Records from a data collection:

§

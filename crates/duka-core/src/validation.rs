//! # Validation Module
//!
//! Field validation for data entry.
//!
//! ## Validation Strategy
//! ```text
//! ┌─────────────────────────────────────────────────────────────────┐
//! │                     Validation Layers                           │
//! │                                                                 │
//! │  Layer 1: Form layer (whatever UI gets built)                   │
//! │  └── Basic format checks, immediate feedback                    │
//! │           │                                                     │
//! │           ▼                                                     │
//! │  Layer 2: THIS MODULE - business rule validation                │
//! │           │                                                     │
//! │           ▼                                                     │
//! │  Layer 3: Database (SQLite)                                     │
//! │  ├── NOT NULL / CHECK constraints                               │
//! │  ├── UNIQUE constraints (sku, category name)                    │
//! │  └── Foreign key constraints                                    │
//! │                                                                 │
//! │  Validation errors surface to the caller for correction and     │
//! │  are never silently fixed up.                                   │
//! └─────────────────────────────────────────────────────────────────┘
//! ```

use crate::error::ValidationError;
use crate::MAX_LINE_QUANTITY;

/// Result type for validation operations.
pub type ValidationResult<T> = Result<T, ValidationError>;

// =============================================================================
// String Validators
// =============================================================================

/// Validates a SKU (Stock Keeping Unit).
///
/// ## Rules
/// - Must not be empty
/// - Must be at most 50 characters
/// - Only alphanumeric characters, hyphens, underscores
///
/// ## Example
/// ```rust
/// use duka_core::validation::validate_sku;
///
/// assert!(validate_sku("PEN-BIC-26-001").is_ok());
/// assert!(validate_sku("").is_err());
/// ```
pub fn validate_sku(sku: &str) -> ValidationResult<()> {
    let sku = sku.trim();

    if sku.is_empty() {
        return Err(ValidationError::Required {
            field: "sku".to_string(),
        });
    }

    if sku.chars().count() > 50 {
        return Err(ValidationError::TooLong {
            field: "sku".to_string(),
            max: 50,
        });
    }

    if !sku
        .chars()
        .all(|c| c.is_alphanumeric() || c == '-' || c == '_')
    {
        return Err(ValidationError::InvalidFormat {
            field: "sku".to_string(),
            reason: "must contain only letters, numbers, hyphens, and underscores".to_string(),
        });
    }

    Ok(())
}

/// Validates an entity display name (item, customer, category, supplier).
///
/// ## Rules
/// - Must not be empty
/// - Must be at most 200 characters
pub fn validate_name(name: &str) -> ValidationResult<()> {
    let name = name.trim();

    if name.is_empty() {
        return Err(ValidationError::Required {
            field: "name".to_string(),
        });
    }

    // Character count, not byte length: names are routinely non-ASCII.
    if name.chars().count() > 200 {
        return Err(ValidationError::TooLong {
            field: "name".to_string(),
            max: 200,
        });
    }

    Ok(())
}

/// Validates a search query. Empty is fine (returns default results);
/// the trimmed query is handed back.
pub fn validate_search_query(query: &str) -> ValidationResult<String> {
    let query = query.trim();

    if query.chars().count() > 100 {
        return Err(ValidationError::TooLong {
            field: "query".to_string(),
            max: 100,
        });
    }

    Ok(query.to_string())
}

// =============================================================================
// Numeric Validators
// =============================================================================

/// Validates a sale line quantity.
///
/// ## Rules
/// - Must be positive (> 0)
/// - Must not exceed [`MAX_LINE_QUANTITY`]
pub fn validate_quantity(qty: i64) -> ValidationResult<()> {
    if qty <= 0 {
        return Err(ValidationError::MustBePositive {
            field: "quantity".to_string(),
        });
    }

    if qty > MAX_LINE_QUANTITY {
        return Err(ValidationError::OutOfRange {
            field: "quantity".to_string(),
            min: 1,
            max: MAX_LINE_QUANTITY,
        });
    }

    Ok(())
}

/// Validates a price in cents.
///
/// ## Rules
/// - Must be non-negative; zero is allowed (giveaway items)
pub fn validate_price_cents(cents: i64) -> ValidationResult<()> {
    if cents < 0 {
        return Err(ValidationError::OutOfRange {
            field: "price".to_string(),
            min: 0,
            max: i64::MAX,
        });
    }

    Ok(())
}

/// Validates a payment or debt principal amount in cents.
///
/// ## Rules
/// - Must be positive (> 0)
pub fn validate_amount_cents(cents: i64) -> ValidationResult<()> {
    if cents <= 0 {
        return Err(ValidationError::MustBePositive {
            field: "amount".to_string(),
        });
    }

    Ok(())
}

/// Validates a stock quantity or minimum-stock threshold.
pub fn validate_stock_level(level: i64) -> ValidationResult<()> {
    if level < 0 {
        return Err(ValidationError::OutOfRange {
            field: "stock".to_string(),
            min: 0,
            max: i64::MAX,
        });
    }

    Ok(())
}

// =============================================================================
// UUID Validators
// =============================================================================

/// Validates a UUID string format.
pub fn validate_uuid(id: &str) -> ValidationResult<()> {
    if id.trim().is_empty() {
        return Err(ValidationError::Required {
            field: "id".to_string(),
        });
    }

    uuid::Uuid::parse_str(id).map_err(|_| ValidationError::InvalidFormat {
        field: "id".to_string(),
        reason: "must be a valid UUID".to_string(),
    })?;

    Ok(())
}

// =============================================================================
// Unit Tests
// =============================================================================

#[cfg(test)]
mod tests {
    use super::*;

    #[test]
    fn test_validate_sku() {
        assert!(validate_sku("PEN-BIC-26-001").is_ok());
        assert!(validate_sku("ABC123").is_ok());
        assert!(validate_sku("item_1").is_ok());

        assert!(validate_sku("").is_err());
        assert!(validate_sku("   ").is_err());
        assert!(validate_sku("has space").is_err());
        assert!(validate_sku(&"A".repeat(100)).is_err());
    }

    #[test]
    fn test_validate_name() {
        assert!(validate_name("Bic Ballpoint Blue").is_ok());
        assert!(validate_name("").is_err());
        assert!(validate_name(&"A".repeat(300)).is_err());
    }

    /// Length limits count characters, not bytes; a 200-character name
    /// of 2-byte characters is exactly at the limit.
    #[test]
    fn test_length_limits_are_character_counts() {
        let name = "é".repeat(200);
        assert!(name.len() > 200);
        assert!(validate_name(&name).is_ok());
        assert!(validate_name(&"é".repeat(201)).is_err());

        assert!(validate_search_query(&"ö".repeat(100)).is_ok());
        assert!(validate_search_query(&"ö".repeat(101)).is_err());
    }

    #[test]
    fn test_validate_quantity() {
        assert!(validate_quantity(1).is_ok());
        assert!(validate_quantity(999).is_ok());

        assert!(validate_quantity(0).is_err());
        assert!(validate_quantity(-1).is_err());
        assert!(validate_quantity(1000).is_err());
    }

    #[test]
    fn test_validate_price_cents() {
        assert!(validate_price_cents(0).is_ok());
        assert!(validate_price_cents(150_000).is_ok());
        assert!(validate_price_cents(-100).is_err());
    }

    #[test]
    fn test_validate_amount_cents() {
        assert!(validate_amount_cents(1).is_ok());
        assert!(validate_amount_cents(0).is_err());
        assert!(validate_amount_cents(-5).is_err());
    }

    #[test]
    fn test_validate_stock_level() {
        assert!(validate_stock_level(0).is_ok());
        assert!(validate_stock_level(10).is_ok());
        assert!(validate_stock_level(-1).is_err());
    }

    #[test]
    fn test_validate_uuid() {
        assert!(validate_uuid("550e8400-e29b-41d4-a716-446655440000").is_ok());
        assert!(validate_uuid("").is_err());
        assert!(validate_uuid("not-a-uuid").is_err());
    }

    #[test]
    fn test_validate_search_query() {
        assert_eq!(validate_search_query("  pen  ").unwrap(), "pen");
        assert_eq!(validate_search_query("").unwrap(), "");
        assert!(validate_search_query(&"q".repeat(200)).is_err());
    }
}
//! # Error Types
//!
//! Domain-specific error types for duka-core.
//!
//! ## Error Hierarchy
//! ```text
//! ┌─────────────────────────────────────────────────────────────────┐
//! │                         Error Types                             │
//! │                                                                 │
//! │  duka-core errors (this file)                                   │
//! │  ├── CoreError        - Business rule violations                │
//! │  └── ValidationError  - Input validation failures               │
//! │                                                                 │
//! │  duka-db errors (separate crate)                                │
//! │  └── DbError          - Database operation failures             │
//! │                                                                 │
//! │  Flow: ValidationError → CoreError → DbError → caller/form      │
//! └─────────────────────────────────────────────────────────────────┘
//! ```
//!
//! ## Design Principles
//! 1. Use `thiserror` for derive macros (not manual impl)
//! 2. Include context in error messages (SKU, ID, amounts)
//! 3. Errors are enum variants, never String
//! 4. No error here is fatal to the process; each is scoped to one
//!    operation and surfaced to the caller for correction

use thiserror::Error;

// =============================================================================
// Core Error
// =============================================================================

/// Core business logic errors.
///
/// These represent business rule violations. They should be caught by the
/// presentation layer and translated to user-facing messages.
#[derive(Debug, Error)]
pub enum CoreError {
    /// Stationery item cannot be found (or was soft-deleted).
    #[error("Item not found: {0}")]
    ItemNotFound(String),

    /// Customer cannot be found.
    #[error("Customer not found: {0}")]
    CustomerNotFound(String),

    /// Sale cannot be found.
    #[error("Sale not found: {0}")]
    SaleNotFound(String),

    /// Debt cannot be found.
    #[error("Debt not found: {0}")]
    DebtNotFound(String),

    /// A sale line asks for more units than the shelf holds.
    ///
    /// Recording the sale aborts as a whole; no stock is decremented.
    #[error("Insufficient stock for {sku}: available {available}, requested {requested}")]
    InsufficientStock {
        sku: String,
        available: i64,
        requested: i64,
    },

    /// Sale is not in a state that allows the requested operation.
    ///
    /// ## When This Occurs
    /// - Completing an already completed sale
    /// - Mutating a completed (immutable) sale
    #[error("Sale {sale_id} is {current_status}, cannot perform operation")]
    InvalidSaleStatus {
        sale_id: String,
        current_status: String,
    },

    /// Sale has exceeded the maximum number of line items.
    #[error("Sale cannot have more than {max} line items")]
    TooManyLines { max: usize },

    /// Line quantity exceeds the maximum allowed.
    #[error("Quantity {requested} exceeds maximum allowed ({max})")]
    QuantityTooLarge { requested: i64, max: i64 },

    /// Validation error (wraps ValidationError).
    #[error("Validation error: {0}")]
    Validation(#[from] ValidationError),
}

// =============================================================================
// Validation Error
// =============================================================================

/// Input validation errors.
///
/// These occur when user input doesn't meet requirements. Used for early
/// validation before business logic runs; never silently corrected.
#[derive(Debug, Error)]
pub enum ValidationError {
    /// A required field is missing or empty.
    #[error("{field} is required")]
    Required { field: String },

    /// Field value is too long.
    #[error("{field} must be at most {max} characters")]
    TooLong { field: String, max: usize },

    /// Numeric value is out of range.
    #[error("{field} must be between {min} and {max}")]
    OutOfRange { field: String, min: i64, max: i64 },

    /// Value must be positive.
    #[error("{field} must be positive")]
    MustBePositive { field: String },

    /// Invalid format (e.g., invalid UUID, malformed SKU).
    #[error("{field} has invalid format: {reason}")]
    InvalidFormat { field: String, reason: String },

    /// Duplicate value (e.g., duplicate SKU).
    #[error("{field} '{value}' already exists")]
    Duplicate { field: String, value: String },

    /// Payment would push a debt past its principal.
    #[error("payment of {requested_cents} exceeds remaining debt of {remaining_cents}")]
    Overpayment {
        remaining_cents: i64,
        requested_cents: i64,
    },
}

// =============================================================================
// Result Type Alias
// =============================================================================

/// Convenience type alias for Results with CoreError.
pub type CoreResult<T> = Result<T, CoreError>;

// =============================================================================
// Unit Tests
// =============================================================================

§

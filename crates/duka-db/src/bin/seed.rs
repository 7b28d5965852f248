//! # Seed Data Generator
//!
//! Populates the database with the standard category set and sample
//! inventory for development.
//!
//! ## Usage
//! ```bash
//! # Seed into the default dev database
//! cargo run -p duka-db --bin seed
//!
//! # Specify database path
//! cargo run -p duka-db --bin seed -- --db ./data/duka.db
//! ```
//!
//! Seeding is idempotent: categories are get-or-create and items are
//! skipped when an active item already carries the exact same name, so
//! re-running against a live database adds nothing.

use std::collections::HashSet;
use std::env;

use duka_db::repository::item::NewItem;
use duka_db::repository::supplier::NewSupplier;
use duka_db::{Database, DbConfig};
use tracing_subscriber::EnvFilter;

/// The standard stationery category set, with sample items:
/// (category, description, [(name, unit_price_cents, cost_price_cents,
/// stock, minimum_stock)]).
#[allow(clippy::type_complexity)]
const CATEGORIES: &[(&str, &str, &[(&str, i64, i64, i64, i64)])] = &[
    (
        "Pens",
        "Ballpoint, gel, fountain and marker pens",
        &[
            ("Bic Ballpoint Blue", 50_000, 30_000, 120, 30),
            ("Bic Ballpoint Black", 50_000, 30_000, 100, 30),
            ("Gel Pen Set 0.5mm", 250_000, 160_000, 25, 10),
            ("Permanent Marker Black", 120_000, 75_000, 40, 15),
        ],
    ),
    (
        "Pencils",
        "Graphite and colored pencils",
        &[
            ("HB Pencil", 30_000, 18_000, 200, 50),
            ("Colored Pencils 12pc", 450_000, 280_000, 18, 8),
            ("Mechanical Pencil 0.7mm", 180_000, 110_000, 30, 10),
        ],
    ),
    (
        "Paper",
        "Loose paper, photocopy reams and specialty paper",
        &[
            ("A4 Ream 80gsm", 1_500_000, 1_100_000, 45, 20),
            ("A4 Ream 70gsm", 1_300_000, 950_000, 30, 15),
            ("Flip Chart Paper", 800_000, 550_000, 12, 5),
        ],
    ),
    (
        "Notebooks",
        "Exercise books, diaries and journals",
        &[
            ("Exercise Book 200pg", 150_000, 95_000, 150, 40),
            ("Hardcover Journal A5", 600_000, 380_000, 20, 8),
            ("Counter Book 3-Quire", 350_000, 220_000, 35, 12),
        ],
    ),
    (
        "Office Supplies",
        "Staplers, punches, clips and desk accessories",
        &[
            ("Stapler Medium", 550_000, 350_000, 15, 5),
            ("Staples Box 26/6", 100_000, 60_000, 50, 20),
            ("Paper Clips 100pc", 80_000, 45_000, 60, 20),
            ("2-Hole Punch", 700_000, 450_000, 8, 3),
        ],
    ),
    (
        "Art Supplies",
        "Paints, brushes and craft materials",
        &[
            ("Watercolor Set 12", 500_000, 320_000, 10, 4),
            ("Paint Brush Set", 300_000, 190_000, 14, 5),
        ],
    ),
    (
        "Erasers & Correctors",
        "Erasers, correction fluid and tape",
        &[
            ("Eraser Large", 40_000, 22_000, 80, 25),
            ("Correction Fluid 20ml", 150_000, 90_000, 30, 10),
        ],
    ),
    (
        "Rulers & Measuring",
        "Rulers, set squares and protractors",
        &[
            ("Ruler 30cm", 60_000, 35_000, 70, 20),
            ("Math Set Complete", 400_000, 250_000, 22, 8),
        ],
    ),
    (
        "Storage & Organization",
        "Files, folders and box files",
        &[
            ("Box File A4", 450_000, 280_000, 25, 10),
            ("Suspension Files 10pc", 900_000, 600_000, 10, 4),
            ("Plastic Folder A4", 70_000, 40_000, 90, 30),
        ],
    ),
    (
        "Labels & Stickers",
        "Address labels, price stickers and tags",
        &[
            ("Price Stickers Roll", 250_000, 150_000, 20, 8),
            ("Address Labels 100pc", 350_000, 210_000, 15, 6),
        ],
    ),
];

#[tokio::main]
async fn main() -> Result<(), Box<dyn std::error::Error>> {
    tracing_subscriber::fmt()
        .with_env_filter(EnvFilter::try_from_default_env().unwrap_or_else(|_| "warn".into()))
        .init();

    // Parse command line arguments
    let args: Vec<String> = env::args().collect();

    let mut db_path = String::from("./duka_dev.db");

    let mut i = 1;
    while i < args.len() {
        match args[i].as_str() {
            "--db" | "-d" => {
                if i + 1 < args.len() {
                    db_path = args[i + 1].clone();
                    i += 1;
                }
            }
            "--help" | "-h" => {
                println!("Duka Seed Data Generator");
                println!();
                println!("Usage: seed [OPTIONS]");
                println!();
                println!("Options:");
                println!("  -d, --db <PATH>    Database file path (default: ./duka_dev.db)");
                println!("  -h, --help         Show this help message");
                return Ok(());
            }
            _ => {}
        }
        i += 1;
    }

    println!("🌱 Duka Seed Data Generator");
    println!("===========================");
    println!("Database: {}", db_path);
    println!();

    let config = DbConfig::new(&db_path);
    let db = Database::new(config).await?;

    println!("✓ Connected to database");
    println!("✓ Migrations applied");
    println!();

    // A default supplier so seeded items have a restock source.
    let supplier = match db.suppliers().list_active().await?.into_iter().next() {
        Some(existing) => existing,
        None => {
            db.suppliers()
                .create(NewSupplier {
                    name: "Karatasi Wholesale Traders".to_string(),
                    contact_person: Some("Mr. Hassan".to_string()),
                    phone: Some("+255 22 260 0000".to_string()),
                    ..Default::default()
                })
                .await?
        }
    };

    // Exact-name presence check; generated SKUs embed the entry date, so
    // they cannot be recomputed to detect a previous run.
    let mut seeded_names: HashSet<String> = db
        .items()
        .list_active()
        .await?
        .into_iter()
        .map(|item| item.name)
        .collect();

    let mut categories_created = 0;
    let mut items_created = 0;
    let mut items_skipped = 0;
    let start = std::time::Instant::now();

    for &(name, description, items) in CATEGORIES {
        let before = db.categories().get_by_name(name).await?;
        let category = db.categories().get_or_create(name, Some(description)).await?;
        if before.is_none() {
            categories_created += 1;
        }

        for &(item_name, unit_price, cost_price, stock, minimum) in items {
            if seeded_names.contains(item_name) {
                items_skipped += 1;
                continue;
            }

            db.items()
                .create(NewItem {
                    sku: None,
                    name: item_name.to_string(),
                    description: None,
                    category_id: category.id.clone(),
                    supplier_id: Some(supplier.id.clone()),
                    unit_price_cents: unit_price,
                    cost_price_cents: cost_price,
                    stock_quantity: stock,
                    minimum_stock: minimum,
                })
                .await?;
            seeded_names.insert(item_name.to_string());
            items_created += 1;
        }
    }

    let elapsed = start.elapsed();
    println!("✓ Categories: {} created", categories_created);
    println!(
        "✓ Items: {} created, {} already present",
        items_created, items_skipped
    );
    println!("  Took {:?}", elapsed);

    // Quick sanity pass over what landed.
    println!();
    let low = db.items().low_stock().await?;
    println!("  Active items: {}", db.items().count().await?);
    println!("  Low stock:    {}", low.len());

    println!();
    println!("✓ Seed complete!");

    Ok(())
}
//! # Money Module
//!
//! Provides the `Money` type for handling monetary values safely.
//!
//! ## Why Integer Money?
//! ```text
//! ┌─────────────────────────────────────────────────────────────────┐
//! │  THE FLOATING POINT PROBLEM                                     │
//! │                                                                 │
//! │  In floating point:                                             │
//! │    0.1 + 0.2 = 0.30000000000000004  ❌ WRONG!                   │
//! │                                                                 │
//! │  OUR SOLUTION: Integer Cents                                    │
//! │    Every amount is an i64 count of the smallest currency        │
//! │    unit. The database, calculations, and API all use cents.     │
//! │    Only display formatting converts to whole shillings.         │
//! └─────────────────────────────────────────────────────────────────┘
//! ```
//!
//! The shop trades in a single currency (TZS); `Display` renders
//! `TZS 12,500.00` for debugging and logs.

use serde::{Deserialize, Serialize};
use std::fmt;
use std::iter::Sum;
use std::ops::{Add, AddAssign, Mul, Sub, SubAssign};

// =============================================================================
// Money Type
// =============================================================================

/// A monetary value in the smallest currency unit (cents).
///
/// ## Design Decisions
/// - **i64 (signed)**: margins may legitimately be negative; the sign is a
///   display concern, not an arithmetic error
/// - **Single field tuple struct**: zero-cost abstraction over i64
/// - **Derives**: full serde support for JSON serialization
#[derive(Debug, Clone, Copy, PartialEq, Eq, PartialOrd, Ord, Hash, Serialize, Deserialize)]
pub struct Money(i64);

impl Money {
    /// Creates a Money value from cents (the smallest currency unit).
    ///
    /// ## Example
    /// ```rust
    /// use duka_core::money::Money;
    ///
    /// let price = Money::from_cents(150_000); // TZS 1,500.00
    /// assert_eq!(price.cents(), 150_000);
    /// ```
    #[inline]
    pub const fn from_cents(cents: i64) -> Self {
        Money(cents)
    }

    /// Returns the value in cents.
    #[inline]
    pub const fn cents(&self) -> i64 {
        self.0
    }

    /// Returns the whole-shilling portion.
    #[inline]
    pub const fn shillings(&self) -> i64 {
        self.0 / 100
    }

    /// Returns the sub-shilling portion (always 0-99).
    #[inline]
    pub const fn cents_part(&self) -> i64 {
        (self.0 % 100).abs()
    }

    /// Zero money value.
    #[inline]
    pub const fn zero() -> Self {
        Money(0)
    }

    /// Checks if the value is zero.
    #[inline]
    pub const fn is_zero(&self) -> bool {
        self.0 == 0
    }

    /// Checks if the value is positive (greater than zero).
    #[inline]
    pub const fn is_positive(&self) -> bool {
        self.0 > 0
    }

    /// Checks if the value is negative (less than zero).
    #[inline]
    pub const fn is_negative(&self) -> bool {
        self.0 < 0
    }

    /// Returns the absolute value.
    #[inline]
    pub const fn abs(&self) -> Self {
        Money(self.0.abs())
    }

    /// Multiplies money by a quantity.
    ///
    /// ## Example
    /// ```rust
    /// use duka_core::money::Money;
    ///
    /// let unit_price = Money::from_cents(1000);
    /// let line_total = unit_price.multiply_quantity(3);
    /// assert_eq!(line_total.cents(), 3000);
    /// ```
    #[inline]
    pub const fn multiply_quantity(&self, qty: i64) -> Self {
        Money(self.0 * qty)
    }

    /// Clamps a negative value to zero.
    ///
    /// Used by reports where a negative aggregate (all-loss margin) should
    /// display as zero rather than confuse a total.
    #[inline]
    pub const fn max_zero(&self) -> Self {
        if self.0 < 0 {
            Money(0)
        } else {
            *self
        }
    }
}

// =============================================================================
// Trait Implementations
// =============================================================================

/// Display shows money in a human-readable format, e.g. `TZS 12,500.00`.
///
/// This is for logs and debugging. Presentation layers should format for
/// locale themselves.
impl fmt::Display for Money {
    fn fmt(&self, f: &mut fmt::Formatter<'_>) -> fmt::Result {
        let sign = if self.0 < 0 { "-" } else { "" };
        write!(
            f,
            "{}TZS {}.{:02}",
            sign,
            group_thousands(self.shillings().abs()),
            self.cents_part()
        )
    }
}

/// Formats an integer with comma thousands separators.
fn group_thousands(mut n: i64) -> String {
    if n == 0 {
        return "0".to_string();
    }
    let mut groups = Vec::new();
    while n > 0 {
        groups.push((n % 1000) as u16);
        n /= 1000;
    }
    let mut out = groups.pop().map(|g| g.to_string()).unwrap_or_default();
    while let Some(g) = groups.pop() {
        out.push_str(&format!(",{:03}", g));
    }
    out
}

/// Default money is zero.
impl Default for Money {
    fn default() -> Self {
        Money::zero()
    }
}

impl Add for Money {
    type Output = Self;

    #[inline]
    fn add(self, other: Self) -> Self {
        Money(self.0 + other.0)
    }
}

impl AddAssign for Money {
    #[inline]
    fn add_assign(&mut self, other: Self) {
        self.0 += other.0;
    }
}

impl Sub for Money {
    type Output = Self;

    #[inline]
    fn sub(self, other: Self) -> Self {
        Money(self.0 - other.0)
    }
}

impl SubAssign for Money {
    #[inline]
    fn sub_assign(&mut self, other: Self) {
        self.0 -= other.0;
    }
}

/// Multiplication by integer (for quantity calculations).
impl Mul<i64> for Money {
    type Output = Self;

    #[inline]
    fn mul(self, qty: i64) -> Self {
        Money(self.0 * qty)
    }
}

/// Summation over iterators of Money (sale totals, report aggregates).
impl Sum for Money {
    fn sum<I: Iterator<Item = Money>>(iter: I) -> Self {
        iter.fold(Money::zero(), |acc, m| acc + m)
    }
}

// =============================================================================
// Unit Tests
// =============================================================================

§

ABOUT THIS TASK:
Report how many lines above hold "Exercise", number only.

REPLY TO THE TASK:
2